Jonathan Lee/High Tech Middle North County/9th Grade
As a teen or an adult, what comes into mind when you think of the other group? Close-minded adults with bad advice? Snooty kids with occasional mood swings? Stereotypes aside, these two generations are separated by technology, societal norms, and ways of life. You‘ve probably heard the term “Millenial” before, a word used to label the generation of people born from 1981 to 1996. Between people who lived in the turbulent 1900s and those who were born in the late 1900s to the 2000s, there is a considerable lack of connection due to the experiences of the older generation and the independence of the newer one.

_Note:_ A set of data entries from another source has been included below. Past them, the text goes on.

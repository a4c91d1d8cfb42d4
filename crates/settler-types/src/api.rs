//! API types for the settlement engine HTTP surface.
//!
//! Request and response bodies exchanged with clients and with the payment
//! network's callback delivery, plus the structured API error that maps
//! engine failures onto a small stable set of HTTP responses.

use rust_decimal::Decimal;
use serde::{Deserialize, Serialize};
use std::fmt;

/// Request to create an order.
#[derive(Debug, Clone, Serialize, Deserialize)]
pub struct CreateOrderRequest {
	#[serde(rename = "buyerId")]
	pub buyer_id: String,
	#[serde(rename = "buyerEmail", skip_serializing_if = "Option::is_none")]
	pub buyer_email: Option<String>,
	#[serde(rename = "lineItems")]
	pub line_items: Vec<LineItemRequest>,
	#[serde(rename = "shippingAddress")]
	pub shipping_address: String,
}

/// A requested product line: product reference, quantity, and the unit
/// price snapshot taken by the catalog collaborator.
#[derive(Debug, Clone, Serialize, Deserialize)]
pub struct LineItemRequest {
	#[serde(rename = "productId")]
	pub product_id: String,
	pub quantity: u32,
	#[serde(rename = "unitPrice")]
	pub unit_price: Decimal,
}

/// Request to initiate a mobile payment for an order.
#[derive(Debug, Clone, Serialize, Deserialize)]
pub struct InitiatePaymentRequest {
	pub amount: Decimal,
	#[serde(rename = "phoneNumber")]
	pub phone_number: String,
	#[serde(rename = "orderId")]
	pub order_id: String,
}

/// Response to an accepted payment initiation.
///
/// Acceptance means the network took the request for processing. The
/// payment outcome arrives later through the callback; the order is not
/// mutated here.
#[derive(Debug, Clone, Serialize, Deserialize)]
pub struct InitiatePaymentResponse {
	#[serde(rename = "trackingId")]
	pub tracking_id: String,
	pub message: String,
}

/// Acknowledgment returned to the payment network for a processed callback.
///
/// The acknowledgment communicates receipt, not business success: it is
/// returned even when the payment failed or the referenced order does not
/// exist, so the network does not retry a delivery that cannot self-correct.
#[derive(Debug, Clone, Serialize, Deserialize)]
pub struct CallbackAck {
	#[serde(rename = "ResultCode")]
	pub result_code: i64,
	#[serde(rename = "ResultDesc")]
	pub result_desc: String,
}

impl CallbackAck {
	/// Acknowledges receipt of a syntactically valid callback.
	pub fn received() -> Self {
		Self {
			result_code: 0,
			result_desc: "Callback received".to_string(),
		}
	}
}

/// Request for the synchronous card payment path.
#[derive(Debug, Clone, Serialize, Deserialize)]
pub struct CreatePaymentIntentRequest {
	pub amount: Decimal,
}

/// Client secret handed back by the card payment provider.
#[derive(Debug, Clone, Serialize, Deserialize)]
pub struct CreatePaymentIntentResponse {
	#[serde(rename = "clientSecret")]
	pub client_secret: String,
}

/// JSON error body returned by the API.
#[derive(Debug, Clone, Serialize, Deserialize)]
pub struct ErrorResponse {
	/// Stable error type identifier.
	pub error: String,
	/// User-safe description.
	pub message: String,
	/// Suggested retry delay in seconds, for transient failures.
	#[serde(rename = "retryAfter", skip_serializing_if = "Option::is_none")]
	pub retry_after: Option<u64>,
}

/// Structured API error with HTTP status mapping.
///
/// Technical detail (upstream bodies, transport errors) is logged at the
/// call site; clients only ever see the message carried here.
#[derive(Debug)]
pub enum ApiError {
	/// Request validation failed (400).
	BadRequest { error_type: String, message: String },
	/// Referenced entity does not exist (404).
	NotFound { error_type: String, message: String },
	/// Well-formed request that cannot be processed (422).
	UnprocessableEntity { error_type: String, message: String },
	/// The upstream payment network rejected the attempt (502).
	BadGateway { error_type: String, message: String },
	/// The upstream payment network is unreachable (503).
	ServiceUnavailable {
		error_type: String,
		message: String,
		retry_after: Option<u64>,
	},
	/// Internal failure (500).
	Internal { error_type: String, message: String },
}

impl ApiError {
	/// HTTP status code for this error.
	pub fn status_code(&self) -> u16 {
		match self {
			ApiError::BadRequest { .. } => 400,
			ApiError::NotFound { .. } => 404,
			ApiError::UnprocessableEntity { .. } => 422,
			ApiError::BadGateway { .. } => 502,
			ApiError::ServiceUnavailable { .. } => 503,
			ApiError::Internal { .. } => 500,
		}
	}

	/// Converts to the JSON error body.
	pub fn to_error_response(&self) -> ErrorResponse {
		match self {
			ApiError::BadRequest { error_type, message }
			| ApiError::NotFound { error_type, message }
			| ApiError::UnprocessableEntity { error_type, message }
			| ApiError::BadGateway { error_type, message }
			| ApiError::Internal { error_type, message } => ErrorResponse {
				error: error_type.clone(),
				message: message.clone(),
				retry_after: None,
			},
			ApiError::ServiceUnavailable {
				error_type,
				message,
				retry_after,
			} => ErrorResponse {
				error: error_type.clone(),
				message: message.clone(),
				retry_after: *retry_after,
			},
		}
	}
}

impl fmt::Display for ApiError {
	fn fmt(&self, f: &mut fmt::Formatter<'_>) -> fmt::Result {
		match self {
			ApiError::BadRequest { message, .. } => write!(f, "Bad Request: {}", message),
			ApiError::NotFound { message, .. } => write!(f, "Not Found: {}", message),
			ApiError::UnprocessableEntity { message, .. } => {
				write!(f, "Unprocessable Entity: {}", message)
			},
			ApiError::BadGateway { message, .. } => write!(f, "Bad Gateway: {}", message),
			ApiError::ServiceUnavailable { message, .. } => {
				write!(f, "Service Unavailable: {}", message)
			},
			ApiError::Internal { message, .. } => write!(f, "Internal Server Error: {}", message),
		}
	}
}

impl std::error::Error for ApiError {}

#[cfg(feature = "axum")]
impl axum::response::IntoResponse for ApiError {
	fn into_response(self) -> axum::response::Response {
		use axum::{http::StatusCode, response::Json};

		let status = StatusCode::from_u16(self.status_code())
			.unwrap_or(StatusCode::INTERNAL_SERVER_ERROR);
		(status, Json(self.to_error_response())).into_response()
	}
}

#[cfg(test)]
mod tests {
	use super::*;

	#[test]
	fn test_status_mapping() {
		let err = ApiError::ServiceUnavailable {
			error_type: "upstream_unavailable".to_string(),
			message: "Unable to reach the payment network".to_string(),
			retry_after: Some(30),
		};
		assert_eq!(err.status_code(), 503);
		let body = err.to_error_response();
		assert_eq!(body.error, "upstream_unavailable");
		assert_eq!(body.retry_after, Some(30));
	}

	#[test]
	fn test_callback_ack_wire_shape() {
		let ack = serde_json::to_value(CallbackAck::received()).unwrap();
		assert_eq!(ack["ResultCode"], 0);
		assert!(ack["ResultDesc"].is_string());
	}
}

The 1900s were crazy. Many good revelations were made, but many bad things happened as well. World War 1 was the beginning of a new era of war; World War 2 changed the world forever; with communism on the rise, the chaos wasn’t over yet. Two main ideologies were trying to establish power. This spawned several arduous wars, such as that of the Vietnam War, which were efforts made by Western powers to purge the country of Marxism and its branches.
As such, many people in the late 1900s developed a negative mindset towards communism and the related countries. According to a survey, 70% of people aged 55-64 years were unfavorable towards Socialism. However, 58% of people aged 18-24 years were favorable towards Socialism; thus, the generation gap wades into political territory as well, with today‘s youth being more liberal.
Younger people have access to technology that reduces the time it takes to diffuse ideas and opinions; and in turn, those ideas can evolve faster than ever. Recently, the world has been getting extremely progressive. As more and more countries transition into a quaternary-sector based economy, the demand for employees with degrees increase. Where are degrees obtained? At colleges and universities, which are infamous for being an extremely liberal environment. Especially on a college campus, it is thought that being a liberal is a sign of intellect. It might be possible that because of this, along with the absence of the mindsets that plague the older generation, the younger generation is free to push the boundaries of politics and social norms. On the other hand, the older generation knows what works and what doesn’t. People have many ideas in their youth, but many of them haven‘t faced the real world yet, and they probably won’t see anything like the hardships throughout the 1900s. Yes, ideas should be explored, but maybe we as a society should keep what works and avoid getting too carried away with our newfound advantages.
We may never know which path is the best, but steps are being made in order to patch the generation gap. Naturally, more and more people will be fluent with technology as it becomes more mainstream within people‘s lifestyles and childhoods. Because modern technology has never been seen in history, many people will be fluent with it, while others - mostly those who grew up without computers and cell phones - are left behind. Efforts to familiarize modern tech with the older generation are starting to become more common, mostly due to the global digitalization of information, making it very hard to live without knowledge of technology.
The current digital age is all about speed and precision. With modern tech, people can truly access and share information in an instant. The world will never be the same, so people might as well embrace it.